*Provided records*

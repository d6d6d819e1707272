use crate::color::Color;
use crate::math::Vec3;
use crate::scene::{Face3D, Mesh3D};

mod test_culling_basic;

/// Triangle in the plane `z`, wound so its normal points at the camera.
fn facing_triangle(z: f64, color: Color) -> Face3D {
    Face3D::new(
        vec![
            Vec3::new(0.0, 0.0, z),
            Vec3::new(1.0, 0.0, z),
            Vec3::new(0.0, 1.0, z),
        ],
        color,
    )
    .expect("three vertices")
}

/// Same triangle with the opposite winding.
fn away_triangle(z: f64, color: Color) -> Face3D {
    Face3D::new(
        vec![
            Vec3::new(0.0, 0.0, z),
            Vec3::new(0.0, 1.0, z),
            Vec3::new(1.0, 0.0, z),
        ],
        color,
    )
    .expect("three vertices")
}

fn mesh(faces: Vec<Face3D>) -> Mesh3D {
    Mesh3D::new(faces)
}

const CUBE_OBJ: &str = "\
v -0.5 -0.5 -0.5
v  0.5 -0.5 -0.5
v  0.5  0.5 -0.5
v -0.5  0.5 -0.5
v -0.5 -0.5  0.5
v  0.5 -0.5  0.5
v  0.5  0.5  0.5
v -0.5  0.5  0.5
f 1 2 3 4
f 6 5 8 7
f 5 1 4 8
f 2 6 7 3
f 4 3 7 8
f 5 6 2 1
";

*Exercise details*
Please repeat the listing exactly, with nothing left out.

*Answer box*
repository d6d6d819e1707272
use crate::color::Color;
use crate::math::Vec3;
use crate::scene::{Face3D, Mesh3D};

mod test_culling_basic;

/// Triangle in the plane `z`, wound so its normal points at the camera.
fn facing_triangle(z: f64, color: Color) -> Face3D {
    Face3D::new(
        vec![
            Vec3::new(0.0, 0.0, z),
            Vec3::new(1.0, 0.0, z),
            Vec3::new(0.0, 1.0, z),
        ],
        color,
    )
    .expect("three vertices")
}

/// Same triangle with the opposite winding.
fn away_triangle(z: f64, color: Color) -> Face3D {
    Face3D::new(
        vec![
            Vec3::new(0.0, 0.0, z),
            Vec3::new(0.0, 1.0, z),
            Vec3::new(1.0, 0.0, z),
        ],
        color,
    )
    .expect("three vertices")
}

fn mesh(faces: Vec<Face3D>) -> Mesh3D {
    Mesh3D::new(faces)
}

const CUBE_OBJ: &str = "\
v -0.5 -0.5 -0.5
v  0.5 -0.5 -0.5
v  0.5  0.5 -0.5
v -0.5  0.5 -0.5
v -0.5 -0.5  0.5
v  0.5 -0.5  0.5
v  0.5  0.5  0.5
v -0.5  0.5  0.5
f 1 2 3 4
f 6 5 8 7
f 5 1 4 8
f 2 6 7 3
f 4 3 7 8
f 5 6 2 1
";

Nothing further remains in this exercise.